Pamalakaya national chair Fernando Hicap said the setting up of gas pipelines from Palawan to China will be the next big thing to happen under the Joint Marine Seismic Undertaking (JMSU) since the transfer of gas can only be done through the construction of gas pipelines like in the case of the Malampaya gas pipeline project.
“That’s the next logical chapter of this highly detestable agreement between RP and China. China will put up its pipelines to complete the loot, and the Malacañang will just beg for alms in the form of taxes and other duties,” Hicap said in a press statement, a copy of which was sent to Bulatlat last week.
The Pamalakaya leader said his group’s fearless forecast in the next three years is that China will establish gas pipelines that would supply the energy sector of China, Malaysia and Singapore and that it would merely engaged in lease contract with the Philippine government for the use of 142,886 square kilometers encompassing Palawan and certain parts of the Spratly Islands being claimed by the Philippines over the last four decades.
Nam Hai 502
Hicap recalled that last week the Chinese oil exploration vessel Nan Hai docked at Puerto Princesa City port to refuel after coming from a seismic operation in Southwest Palawan.

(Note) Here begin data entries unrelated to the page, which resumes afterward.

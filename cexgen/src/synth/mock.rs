//! Mock environment accumulation
//!
//! Opaque calls observed in the log become intercept statements. Static and
//! constructor intercepts are emitted immediately into the prelude; instance
//! intercepts accumulate per call-site signature and are written as chained
//! answer stubs by `finalise`, once every call site is known.

use std::collections::{BTreeMap, BTreeSet};
use std::fmt::Write;

use crate::error::Result;
use crate::render::{JavaType, HARNESS_PACKAGE};

/// One interceptable call-site shape. Parameter types are rendered Java
/// names, so two overloads never collide.
#[derive(Debug, Clone, PartialEq, Eq, PartialOrd, Ord)]
pub struct MethodSignature {
    pub class: String,
    pub method: String,
    pub parameter_types: Vec<String>,
}

impl MethodSignature {
    pub fn new(class: impl Into<String>, method: impl Into<String>, parameter_types: Vec<String>) -> Self {
        Self {
            class: class.into(),
            method: method.into(),
            parameter_types,
        }
    }
}

/// One line of mock setup. Scope markers wrap statement groups whose local
/// names may recur when the same stub fires more than once.
#[derive(Debug, Clone)]
pub enum InitStatement {
    Statement(String),
    ScopeOpen,
    ScopeClose,
}

impl InitStatement {
    pub fn statement(text: impl Into<String>) -> Self {
        Self::Statement(text.into())
    }
}

/// Per-run mock registration state. Created once per synthesis, mutated
/// while calls are discovered, consumed exactly once by `finalise`.
pub struct MockEnvironment {
    /// Classes whose references must be mock instances, not real objects
    mock_classes: BTreeSet<String>,
    /// Classes the test runner must prepare for interception
    prepare_classes: BTreeSet<String>,
    /// Classes whose static half has already been mocked
    static_mocked: BTreeSet<String>,
    /// Recorded return renderings per instance call site, in trace order
    instance_answers: BTreeMap<MethodSignature, Vec<String>>,
    /// Setup statements preceding the test entry point
    prelude: String,
    /// Column width of the statement indent
    indent: usize,
    scope_depth: usize,
    instance_counter: usize,
}

impl MockEnvironment {
    pub fn new(indent: usize) -> Self {
        Self {
            mock_classes: BTreeSet::new(),
            prepare_classes: BTreeSet::new(),
            static_mocked: BTreeSet::new(),
            instance_answers: BTreeMap::new(),
            prelude: String::new(),
            indent,
            scope_depth: 0,
            instance_counter: 0,
        }
    }

    /// Mark a class as mock-eligible. References to it render as mock
    /// instances from here on.
    pub fn mock_class(&mut self, class: &str) {
        self.mock_classes.insert(class.to_string());
    }

    pub fn is_mocked(&self, class: &str) -> bool {
        self.mock_classes.contains(class)
    }

    /// Expression producing a fresh mock instance of `class`
    pub fn mock_expression(&self, class: &str) -> String {
        format!("org.mockito.Mockito.mock({class}.class)")
    }

    /// Statement attaching an existing mock instance to the answer table,
    /// so chained stubs apply to it
    pub fn register_instance(&self, class: &str, instance: &str) -> String {
        format!("{HARNESS_PACKAGE}.AnswerTable.register({class}.class, {instance})")
    }

    /// Run-unique name for a synthetic instance
    pub fn fresh_instance_name(&mut self) -> String {
        let name = format!("mock_instance_{}", self.instance_counter);
        self.instance_counter += 1;
        name
    }

    /// Append setup statements to the prelude, tracking scope nesting
    pub fn add_to_prelude(&mut self, statements: Vec<InitStatement>) {
        for statement in statements {
            match statement {
                InitStatement::Statement(text) => {
                    let pad = self.pad();
                    self.prelude.push_str(&pad);
                    self.prelude.push_str(&text);
                    self.prelude.push_str(";\n");
                }
                InitStatement::ScopeOpen => {
                    let pad = self.pad();
                    self.prelude.push_str(&pad);
                    self.prelude.push_str("{\n");
                    self.scope_depth += 1;
                }
                InitStatement::ScopeClose => {
                    self.scope_depth = self.scope_depth.saturating_sub(1);
                    let pad = self.pad();
                    self.prelude.push_str(&pad);
                    self.prelude.push_str("}\n");
                }
            }
        }
    }

    fn pad(&self) -> String {
        " ".repeat(self.indent + 2 * self.scope_depth)
    }

    /// Record an instance call. No code is emitted now; the rendered return
    /// value joins the answer sequence for this signature.
    pub fn instance_call(
        &mut self,
        class: &str,
        method: &str,
        arg_types: &[JavaType],
        retval: &str,
    ) {
        let signature = MethodSignature::new(class, method, type_names(arg_types));
        self.instance_answers
            .entry(signature)
            .or_default()
            .push(retval.to_string());
    }

    /// Intercept the next static call to `class.method(...)`. The class's
    /// static half is mocked on first encounter only; repeats just stack
    /// another substitution.
    pub fn static_call(&mut self, class: &str, method: &str, arg_types: &[JavaType], retval: &str) {
        self.prepare_classes.insert(class.to_string());
        let mut statements = Vec::new();
        if self.static_mocked.insert(class.to_string()) {
            statements.push(InitStatement::statement(format!(
                "org.powermock.api.mockito.PowerMockito.mockStatic({class}.class)"
            )));
        }
        let matchers = matcher_list(arg_types);
        statements.push(InitStatement::statement(format!(
            "org.mockito.Mockito.when({class}.{method}({matchers})).thenReturn({retval})"
        )));
        self.add_to_prelude(statements);
    }

    /// Return `retval` the next time `class` is constructed. The caller's
    /// class is prepared too, since the interception rewrites its bytecode.
    pub fn constructor_call(&mut self, caller_class: &str, class: &str, retval: &str) {
        self.prepare_classes.insert(class.to_string());
        self.prepare_classes.insert(caller_class.to_string());
        self.add_to_prelude(vec![InitStatement::statement(format!(
            "org.powermock.api.mockito.PowerMockito.whenNew({class}.class).withAnyArguments().thenReturn({retval})"
        ))]);
    }

    /// Annotations the test class needs to run its mocks
    pub fn class_annotations(&self) -> Result<String> {
        let mut out = String::new();
        if self.mock_classes.is_empty()
            && self.prepare_classes.is_empty()
            && self.instance_answers.is_empty()
        {
            return Ok(out);
        }
        writeln!(
            out,
            "@org.junit.runner.RunWith(org.powermock.modules.junit4.PowerMockRunner.class)"
        )?;
        if !self.prepare_classes.is_empty() {
            let classes: Vec<String> = self
                .prepare_classes
                .iter()
                .map(|c| format!("{c}.class"))
                .collect();
            writeln!(
                out,
                "@org.powermock.core.classloader.annotations.PrepareForTest({{{}}})",
                classes.join(", ")
            )?;
        }
        Ok(out)
    }

    /// Mock setup code preceding the test entry point
    pub fn prelude(&self) -> &str {
        &self.prelude
    }

    /// Write the deferred instance stubs: one chained-answer registration
    /// per call-site signature, answering in recorded order. Consumes the
    /// environment, so no call site can be added afterwards.
    pub fn finalise(self) -> Result<String> {
        let mut out = String::new();
        let pad = " ".repeat(self.indent);
        for (signature, answers) in &self.instance_answers {
            let types: Vec<String> = signature
                .parameter_types
                .iter()
                .map(|t| format!("{t}.class"))
                .collect();
            writeln!(
                out,
                "{pad}{HARNESS_PACKAGE}.AnswerTable.chain({}.class, \"{}\", new Class<?>[] {{{}}}, new java.lang.Object[] {{{}}});",
                signature.class,
                signature.method,
                types.join(", "),
                answers.join(", ")
            )?;
        }
        Ok(out)
    }
}

fn type_names(arg_types: &[JavaType]) -> Vec<String> {
    arg_types.iter().map(|t| t.name.clone()).collect()
}

fn matcher_list(arg_types: &[JavaType]) -> String {
    let matchers: Vec<String> = arg_types.iter().map(|t| matcher_for(&t.name)).collect();
    matchers.join(", ")
}

/// Argument matcher accepting any value of the given type
fn matcher_for(type_name: &str) -> String {
    match type_name {
        "boolean" => "org.mockito.Matchers.anyBoolean()".to_string(),
        "byte" => "org.mockito.Matchers.anyByte()".to_string(),
        "short" => "org.mockito.Matchers.anyShort()".to_string(),
        "int" => "org.mockito.Matchers.anyInt()".to_string(),
        "long" => "org.mockito.Matchers.anyLong()".to_string(),
        "char" => "org.mockito.Matchers.anyChar()".to_string(),
        "float" => "org.mockito.Matchers.anyFloat()".to_string(),
        "double" => "org.mockito.Matchers.anyDouble()".to_string(),
        other => format!("org.mockito.Matchers.any({other}.class)"),
    }
}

But the fisherfolk leader said that aside from seismic operation, he was convinced that part of the operation is a study on where to put or start the setting up of China’s gas pipelines in Palawan.
“Nam Hai 502 was in Palawan last week not only to conduct seismic operation because it is already confirmed that trillions of cubic meters of natural gas are found in the waters of Palawan and the Kalayaan group of Islands. The best kept secret there is that the Chinese oil explorers are seemingly engaged in mapping operations regarding the setting up of gas pipelines,” Hicap said.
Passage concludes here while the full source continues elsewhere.